では、現場力をいかに活性化させるか。ひとつのヒントとして紹介したいのが、東北新幹線などの車両清掃を行っているJR東日本テクノハートTESSEI(テッセイ)だ。東京駅に着いた新幹線から乗客が降りると、パートの女性たちを中心に構成されるチームがわずか7分間で完ぺきな清掃を終えるのだが、日本に視察に来ていたフランス国鉄総裁がそれを見て感動し、「フランスではできない。輸出してほしい」と言ったほどだ。清掃の現場がこれほど活性化できるのかと私も驚かされたが、変わったきっかけは7年前に行った仕事の再定義だったという。経営者が、「みなさんの仕事は清掃ではない。お客様に快適に乗っていただくことだ」と伝えると、最初は現場もちんぷんかんぷんだったが、「お客様に快適に乗っていただく手段のひとつが清掃であって、それ以外にできることがたくさんある」と意識がだんだん変わった。現場の知恵が回り始め、出てきたいろいろなアイデアを形にしながら、「清掃の会社」ではなく「おもてなしの会社」になっていった。

 現場力とは何か。私は3つ要件があると思っている。1つ目は現場で起きるいろいろな問題を自分たちが当事者として発見し、解決していけることだ。多くの企業の現場が問題解決型ではなく業務遂行型になっている。業務遂行型の現場では、言われたことはきちんとやるが、それしかやらない。問題解決型に変えるためには、テッセイのように、現場に「清掃」といったタスクではなく「お客様に快適に乗っていただく」といったミッションを与えることが必要だ。2つ目は、全員参加の組織能力をつけることだ。一部の人たちが一生懸命やっても現場力にはならない。いかにみんなを巻き込んだ活動にするかが重要だ。そして、3つ目は、自分たちはこういう現場力を磨こう、これでダントツになろうという目標を掲げてめざすことだ。その結果、現場力が独自の競争力につながっていく。

 さきほど、経営に必要な要素として「ビジョンから戦略へ、オペレーション(現場)へ」と降りていく三角形のピラミッドについて話したが、これからの強い経営のためには、もうひとつ、現場を主役として現場力を高めていく逆三角形のピラミッドが必要になる。こちらは最上層に現場があり、その下に本社・本部、さらに社長・役員がいて、現場こそ会社のエンジンだと伝えながらサポートしていく。この逆三角形をいかに作り込んでいくかが、「実行できる力」で差がつく時代の大きな経営の柱になってくる。

「ウェイ」こそが現場力の精神的な支柱

「現場力と企業経営」
現場力を高めるために、人事部門の方々もいろいろなことに取り組まれていると思うが、ぜひ考えていただきたいことがある。それは、いま、現場を束ねていくための精神的な支柱が非常にぐらついているのではないかということだ。どの会社にもその会社の理念・哲学・価値観といった「ウェイ」があり、そういうものが実は現場力を根底で支えているのだが、職場に非正規社員が増えるにつれ、多くの現場でそれらが失われつつある。だが、トヨタウェイ、花王ウェイなどが知られるように、やはり現場の強い企業を見ると、自社の独自の理念・哲学・価値観が現場に浸透している。こうしたものが共有されていないと、現場はバラバラになってしまう。ウェイこそ現場力の精神的支柱であり、日常性のなかでウェイを実践できていることこそ現場力だ。

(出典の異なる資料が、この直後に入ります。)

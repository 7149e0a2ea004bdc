//! Host pointer primitives
//!
//! The engine never touches an OS API directly; it goes through
//! [`PointerPlatform`]. Hosts implement it over their native calls.

use crate::motion::{MovementVector, Position};

/// Position query plus the two unprivileged placement primitives
pub trait PointerPlatform: Send + Sync {
    /// Current pointer position; assumed cheap and always successful
    fn current_position(&self) -> Position;

    /// Inject a relative displacement as a synthetic input event
    fn attempt_relative(&self, delta: MovementVector) -> bool;

    /// Place the pointer at an absolute position
    fn attempt_absolute(&self, target: Position) -> bool;
}
//! Privileged out-of-process pointer channel
//!
//! Only the request shape lives here. Discovering and establishing the
//! channel is the host's business; the engine probes it once and then
//! sends absolute-position requests through it.

use crate::motion::Position;

/// Button state bits carried by a [`PointerRequest`]
#[derive(Debug, Clone, Copy, PartialEq, Eq, Hash, Default)]
pub struct ButtonFlags(pub u16);

impl ButtonFlags {
    pub const NONE: Self = Self(0);
    pub const LEFT_DOWN: Self = Self(1);
    pub const LEFT_UP: Self = Self(2);
    pub const RIGHT_DOWN: Self = Self(4);
    pub const RIGHT_UP: Self = Self(8);
    pub const MIDDLE_DOWN: Self = Self(16);
    pub const MIDDLE_UP: Self = Self(32);
    pub const X1_DOWN: Self = Self(64);
    pub const X1_UP: Self = Self(128);
    pub const X2_DOWN: Self = Self(256);
    pub const X2_UP: Self = Self(512);
    pub const WHEEL: Self = Self(1024);
    pub const HORIZONTAL_WHEEL: Self = Self(2048);

    pub fn contains(self, other: Self) -> bool {
        self.0 & other.0 == other.0
    }
}

impl std::ops::BitOr for ButtonFlags {
    type Output = Self;

    fn bitor(self, rhs: Self) -> Self {
        Self(self.0 | rhs.0)
    }
}

/// One request sent over the channel
#[repr(C)]
#[derive(Debug, Clone, Copy, PartialEq, Eq)]
pub struct PointerRequest {
    pub x: i32,
    pub y: i32,
    pub button_flags: ButtonFlags,
}

impl PointerRequest {
    /// Plain movement to `target` with no button change
    pub fn movement(target: Position) -> Self {
        Self {
            x: target.x,
            y: target.y,
            button_flags: ButtonFlags::NONE,
        }
    }

    pub fn target(&self) -> Position {
        Position::new(self.x, self.y)
    }
}

/// Request/response link to an elevated pointer service
pub trait PrivilegedChannel: Send + Sync {
    /// Attempt to establish the link; returns whether it is now connected
    fn try_connect(&self) -> bool;

    fn is_connected(&self) -> bool;

    /// Deliver a request; true when the far side acknowledged it
    fn send(&self, request: PointerRequest) -> bool;
}
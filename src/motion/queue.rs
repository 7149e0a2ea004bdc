//! Command queue between caller threads and the movement worker
//!
//! An unbounded channel: producers never block, the single consumer blocks
//! in [`CommandQueue::pop`]. Closing drops the only sender, so the receiver
//! still yields everything queued before the close and only then reports
//! the queue as closed.

use std::sync::atomic::{AtomicUsize, Ordering};
use std::sync::mpsc::{self, Receiver, Sender};
use std::sync::{Mutex, PoisonError};

/// Thread-safe FIFO with drain-then-close semantics
#[derive(Debug)]
pub struct CommandQueue<T> {
    sender: Mutex<Option<Sender<T>>>,
    receiver: Mutex<Receiver<T>>,
    pending: AtomicUsize,
}

impl<T> Default for CommandQueue<T> {
    fn default() -> Self {
        Self::new()
    }
}

impl<T> CommandQueue<T> {
    /// Create an open, empty queue
    pub fn new() -> Self {
        let (sender, receiver) = mpsc::channel();
        Self {
            sender: Mutex::new(Some(sender)),
            receiver: Mutex::new(receiver),
            pending: AtomicUsize::new(0),
        }
    }

    /// Enqueue an item and wake the consumer
    ///
    /// Returns false once the queue has been closed; the item is dropped.
    pub fn push(&self, item: T) -> bool {
        let sender = self.sender.lock().unwrap_or_else(PoisonError::into_inner);
        let Some(sender) = sender.as_ref() else {
            return false;
        };
        // Count before sending so pop never sees the counter go negative
        self.pending.fetch_add(1, Ordering::AcqRel);
        if sender.send(item).is_err() {
            self.pending.fetch_sub(1, Ordering::AcqRel);
            return false;
        }
        true
    }

    /// Block until an item is available
    ///
    /// Returns `None` once the queue is closed and drained.
    pub fn pop(&self) -> Option<T> {
        let receiver = self
            .receiver
            .lock()
            .unwrap_or_else(PoisonError::into_inner);
        let item = receiver.recv().ok();
        if item.is_some() {
            self.pending.fetch_sub(1, Ordering::AcqRel);
        }
        item
    }

    /// Items pushed but not yet popped
    pub fn len(&self) -> usize {
        self.pending.load(Ordering::Acquire)
    }

    pub fn is_empty(&self) -> bool {
        self.len() == 0
    }

    /// Stop accepting items and wake the consumer; idempotent
    pub fn close(&self) {
        let mut sender = self.sender.lock().unwrap_or_else(PoisonError::into_inner);
        sender.take();
    }

    pub fn is_closed(&self) -> bool {
        self.sender
            .lock()
            .unwrap_or_else(PoisonError::into_inner)
            .is_none()
    }
}
//! Humanization module
//!
//! Supplies the randomness that keeps automated movement from looking
//! machine-precise:
//! - Proportional jitter on deltas and path points
//! - Randomized inter-movement, segment and reaction delays
//! - Uniform picks used by backend selection

pub mod humanizer;

pub use humanizer::Humanizer;
use crate::state::{AppState, SliderEvent};
use judging_core::{SessionStore, TeamId};

pub struct Controller;

impl Controller {
    pub fn add_team(store: &mut SessionStore) {
        match store.add_team() {
            Some(id) => log::info!("added and selected {id:?}"),
            None => log::debug!("add_team ignored: roster is full"),
        }
    }

    pub fn remove_team(store: &mut SessionStore, id: TeamId) {
        store.remove_team(id);
        log::info!("removed {id:?}, selection is now {:?}", store.selected_id());
    }

    pub fn rename_team(store: &mut SessionStore, id: TeamId, name: &str) {
        store.rename_team(id, name);
    }

    pub fn select_team(store: &mut SessionStore, id: TeamId) {
        store.select_team(id);
        log::debug!("selected {id:?}");
    }

    pub fn set_score(
        store: &mut SessionStore,
        id: TeamId,
        criterion: &str,
        subcriterion: &str,
        value: u32,
    ) {
        store.set_score(id, criterion, subcriterion, value);
    }

    pub fn begin_drag(state: &mut AppState) {
        let result = state.slider_machine.dispatch(SliderEvent::DragStart);
        if result.applied {
            log::debug!("score input {:?}", result.next_state);
        }
    }

    pub fn end_drag(state: &mut AppState) {
        let result = state.slider_machine.dispatch(SliderEvent::DragEnd);
        if result.applied {
            log::debug!("score input {:?}", result.next_state);
        }
    }
}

 そして、現場力というとすぐに方法論やツールに飛びつく企業が多いが、これは失敗しがちだ。たとえば、ものづくりの現場で「うちでもトヨタ生産方式を導入しよう」と始めても変わらない。精神的な基盤がないからだ。方法論もツールも大事だが、それを生かすためには、まず「人のプラットフォーム」、すなわち理念・哲学・価値観に基づいた行動を実践する習慣が現場の一人ひとりに身につき、組織の“くせ”になっている状態を作る必要がある。これこそ本当の競争力、見えざる資産だ。これを持った企業は本当に強い。

 したがって、これからの経営においてはビジョン、戦略、オペレーション(現場)という3つの要素に加えて、もうひとつ、そういうものを根底から支える理念・哲学・価値観という要素が重要になってくる。強い企業はこの4つが揃っている企業だ。なかでも4つ目は見える成果が生まれにくく、難しいが、重要な部分だ。人事部門が黒子となり、「主役は常に現場」だと意識しながらこの部分の取り組みを行っていただきたいと思う。